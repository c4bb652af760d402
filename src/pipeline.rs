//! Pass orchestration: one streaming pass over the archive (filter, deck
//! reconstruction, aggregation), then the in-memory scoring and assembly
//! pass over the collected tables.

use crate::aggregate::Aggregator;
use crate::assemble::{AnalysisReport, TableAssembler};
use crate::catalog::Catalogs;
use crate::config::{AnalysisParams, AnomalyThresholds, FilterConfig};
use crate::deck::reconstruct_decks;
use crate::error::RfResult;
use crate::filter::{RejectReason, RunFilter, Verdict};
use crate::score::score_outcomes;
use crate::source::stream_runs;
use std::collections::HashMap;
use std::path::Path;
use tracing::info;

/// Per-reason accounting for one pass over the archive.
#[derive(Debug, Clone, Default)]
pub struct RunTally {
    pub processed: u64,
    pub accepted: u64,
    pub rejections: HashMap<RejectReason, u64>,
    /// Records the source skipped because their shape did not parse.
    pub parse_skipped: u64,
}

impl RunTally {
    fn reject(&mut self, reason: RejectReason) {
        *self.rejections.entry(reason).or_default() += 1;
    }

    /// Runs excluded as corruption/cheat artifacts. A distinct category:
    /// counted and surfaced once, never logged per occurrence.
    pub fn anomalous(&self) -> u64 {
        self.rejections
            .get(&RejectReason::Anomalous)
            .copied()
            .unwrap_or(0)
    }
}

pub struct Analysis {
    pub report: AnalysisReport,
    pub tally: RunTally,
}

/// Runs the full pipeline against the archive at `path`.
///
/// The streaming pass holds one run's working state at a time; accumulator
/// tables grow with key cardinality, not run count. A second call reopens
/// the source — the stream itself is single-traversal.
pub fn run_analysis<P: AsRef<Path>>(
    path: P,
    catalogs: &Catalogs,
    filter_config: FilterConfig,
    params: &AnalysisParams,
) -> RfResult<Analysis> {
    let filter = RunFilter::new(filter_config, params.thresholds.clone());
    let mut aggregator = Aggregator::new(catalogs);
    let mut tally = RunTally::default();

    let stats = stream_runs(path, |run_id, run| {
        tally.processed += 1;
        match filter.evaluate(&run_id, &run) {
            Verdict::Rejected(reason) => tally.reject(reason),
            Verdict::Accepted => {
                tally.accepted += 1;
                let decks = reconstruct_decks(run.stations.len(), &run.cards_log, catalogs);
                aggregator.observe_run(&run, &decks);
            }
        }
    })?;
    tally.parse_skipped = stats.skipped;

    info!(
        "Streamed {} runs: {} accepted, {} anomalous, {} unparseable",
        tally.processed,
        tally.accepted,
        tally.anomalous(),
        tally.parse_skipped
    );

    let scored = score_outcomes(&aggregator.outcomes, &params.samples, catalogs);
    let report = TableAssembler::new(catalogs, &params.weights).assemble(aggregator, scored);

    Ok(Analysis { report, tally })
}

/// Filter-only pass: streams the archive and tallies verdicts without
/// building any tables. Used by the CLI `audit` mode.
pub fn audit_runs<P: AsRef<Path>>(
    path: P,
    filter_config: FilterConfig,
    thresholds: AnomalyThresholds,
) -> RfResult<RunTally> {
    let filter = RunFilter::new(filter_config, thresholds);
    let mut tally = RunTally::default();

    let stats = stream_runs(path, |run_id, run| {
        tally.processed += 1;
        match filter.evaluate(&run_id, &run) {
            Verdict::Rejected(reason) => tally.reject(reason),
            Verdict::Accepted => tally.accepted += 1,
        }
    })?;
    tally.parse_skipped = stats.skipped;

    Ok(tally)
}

==

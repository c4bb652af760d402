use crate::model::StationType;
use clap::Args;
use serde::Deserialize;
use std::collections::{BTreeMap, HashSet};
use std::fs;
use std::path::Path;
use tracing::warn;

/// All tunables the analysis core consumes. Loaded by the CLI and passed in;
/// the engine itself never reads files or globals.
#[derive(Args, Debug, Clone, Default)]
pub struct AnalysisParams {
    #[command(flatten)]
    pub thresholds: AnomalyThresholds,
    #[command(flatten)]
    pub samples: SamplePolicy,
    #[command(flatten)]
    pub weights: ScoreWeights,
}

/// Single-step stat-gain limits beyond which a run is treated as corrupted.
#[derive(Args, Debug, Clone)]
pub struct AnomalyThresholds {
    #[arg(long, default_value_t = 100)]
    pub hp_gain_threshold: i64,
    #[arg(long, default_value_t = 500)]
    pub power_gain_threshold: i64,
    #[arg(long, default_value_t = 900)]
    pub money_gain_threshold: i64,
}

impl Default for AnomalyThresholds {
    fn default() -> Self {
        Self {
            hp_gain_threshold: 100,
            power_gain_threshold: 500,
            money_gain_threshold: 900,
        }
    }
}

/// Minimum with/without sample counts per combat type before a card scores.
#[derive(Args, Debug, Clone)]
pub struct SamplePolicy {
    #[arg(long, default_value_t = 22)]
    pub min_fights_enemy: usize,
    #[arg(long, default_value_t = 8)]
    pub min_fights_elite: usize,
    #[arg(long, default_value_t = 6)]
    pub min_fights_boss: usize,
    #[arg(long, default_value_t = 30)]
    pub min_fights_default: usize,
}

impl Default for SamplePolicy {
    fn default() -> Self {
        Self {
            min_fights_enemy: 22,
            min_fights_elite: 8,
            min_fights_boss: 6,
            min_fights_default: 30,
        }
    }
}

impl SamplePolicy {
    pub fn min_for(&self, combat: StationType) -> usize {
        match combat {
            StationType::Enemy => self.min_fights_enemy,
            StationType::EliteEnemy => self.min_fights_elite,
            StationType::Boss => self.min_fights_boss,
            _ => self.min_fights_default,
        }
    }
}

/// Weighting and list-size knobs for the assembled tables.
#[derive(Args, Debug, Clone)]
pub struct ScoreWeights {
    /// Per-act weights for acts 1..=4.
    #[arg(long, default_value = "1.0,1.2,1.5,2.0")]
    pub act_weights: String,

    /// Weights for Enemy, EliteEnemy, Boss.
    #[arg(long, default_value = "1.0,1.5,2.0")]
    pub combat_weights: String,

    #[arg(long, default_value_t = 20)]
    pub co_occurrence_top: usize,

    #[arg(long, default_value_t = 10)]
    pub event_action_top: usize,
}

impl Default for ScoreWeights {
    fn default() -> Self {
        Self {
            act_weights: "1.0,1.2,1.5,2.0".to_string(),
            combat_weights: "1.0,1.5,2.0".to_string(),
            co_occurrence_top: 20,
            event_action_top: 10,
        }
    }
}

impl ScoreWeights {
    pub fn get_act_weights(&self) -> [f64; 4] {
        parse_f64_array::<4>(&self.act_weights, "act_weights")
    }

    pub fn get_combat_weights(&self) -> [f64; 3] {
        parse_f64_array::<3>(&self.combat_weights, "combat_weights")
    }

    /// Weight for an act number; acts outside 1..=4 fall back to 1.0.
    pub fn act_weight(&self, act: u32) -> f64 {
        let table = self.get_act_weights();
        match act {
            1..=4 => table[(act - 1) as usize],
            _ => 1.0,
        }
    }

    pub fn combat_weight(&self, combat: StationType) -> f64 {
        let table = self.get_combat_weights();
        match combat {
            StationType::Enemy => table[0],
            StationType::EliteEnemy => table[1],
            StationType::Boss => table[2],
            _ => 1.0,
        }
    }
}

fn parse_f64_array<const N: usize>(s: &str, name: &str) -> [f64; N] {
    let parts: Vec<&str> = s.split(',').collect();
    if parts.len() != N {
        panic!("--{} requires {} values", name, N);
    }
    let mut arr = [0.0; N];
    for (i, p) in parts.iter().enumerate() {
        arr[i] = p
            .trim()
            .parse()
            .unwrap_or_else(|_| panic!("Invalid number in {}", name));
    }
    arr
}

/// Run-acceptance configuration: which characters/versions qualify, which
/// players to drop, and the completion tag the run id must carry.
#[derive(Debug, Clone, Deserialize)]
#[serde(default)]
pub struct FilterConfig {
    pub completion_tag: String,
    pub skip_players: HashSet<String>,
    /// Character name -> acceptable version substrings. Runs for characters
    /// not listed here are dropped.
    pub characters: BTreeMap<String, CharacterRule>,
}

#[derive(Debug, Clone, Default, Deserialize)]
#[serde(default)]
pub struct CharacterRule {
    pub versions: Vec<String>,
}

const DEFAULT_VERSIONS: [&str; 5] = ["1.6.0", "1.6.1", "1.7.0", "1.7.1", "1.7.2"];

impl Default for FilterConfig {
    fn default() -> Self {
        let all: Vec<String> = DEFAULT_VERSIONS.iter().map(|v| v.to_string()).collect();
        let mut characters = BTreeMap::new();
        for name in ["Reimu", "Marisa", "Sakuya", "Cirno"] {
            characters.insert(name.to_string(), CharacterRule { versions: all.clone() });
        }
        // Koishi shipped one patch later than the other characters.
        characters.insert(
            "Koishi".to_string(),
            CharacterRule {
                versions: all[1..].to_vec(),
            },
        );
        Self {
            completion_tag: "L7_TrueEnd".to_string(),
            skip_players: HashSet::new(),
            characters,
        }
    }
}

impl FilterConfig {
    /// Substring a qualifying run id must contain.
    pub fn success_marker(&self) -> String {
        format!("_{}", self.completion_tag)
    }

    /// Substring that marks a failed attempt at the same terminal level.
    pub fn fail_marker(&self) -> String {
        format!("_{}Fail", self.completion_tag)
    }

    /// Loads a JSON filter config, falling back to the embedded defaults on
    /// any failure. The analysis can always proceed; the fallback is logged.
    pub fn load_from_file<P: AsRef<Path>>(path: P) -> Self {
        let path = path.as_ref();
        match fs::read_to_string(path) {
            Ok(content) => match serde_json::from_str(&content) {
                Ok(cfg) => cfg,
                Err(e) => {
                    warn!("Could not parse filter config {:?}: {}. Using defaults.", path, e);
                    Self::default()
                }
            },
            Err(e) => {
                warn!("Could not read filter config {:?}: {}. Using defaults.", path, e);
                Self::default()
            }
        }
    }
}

...

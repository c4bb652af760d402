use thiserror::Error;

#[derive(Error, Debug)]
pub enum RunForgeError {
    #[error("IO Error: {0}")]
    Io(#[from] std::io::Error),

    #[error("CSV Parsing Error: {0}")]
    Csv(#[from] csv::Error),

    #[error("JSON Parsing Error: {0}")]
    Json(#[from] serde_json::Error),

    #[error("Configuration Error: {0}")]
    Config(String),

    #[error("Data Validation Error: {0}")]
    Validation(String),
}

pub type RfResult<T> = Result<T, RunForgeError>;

▶ What needs to be done:
Give the number of lines containing "FilterConfig" in the entries, and no other text.

▶ Your solution:
6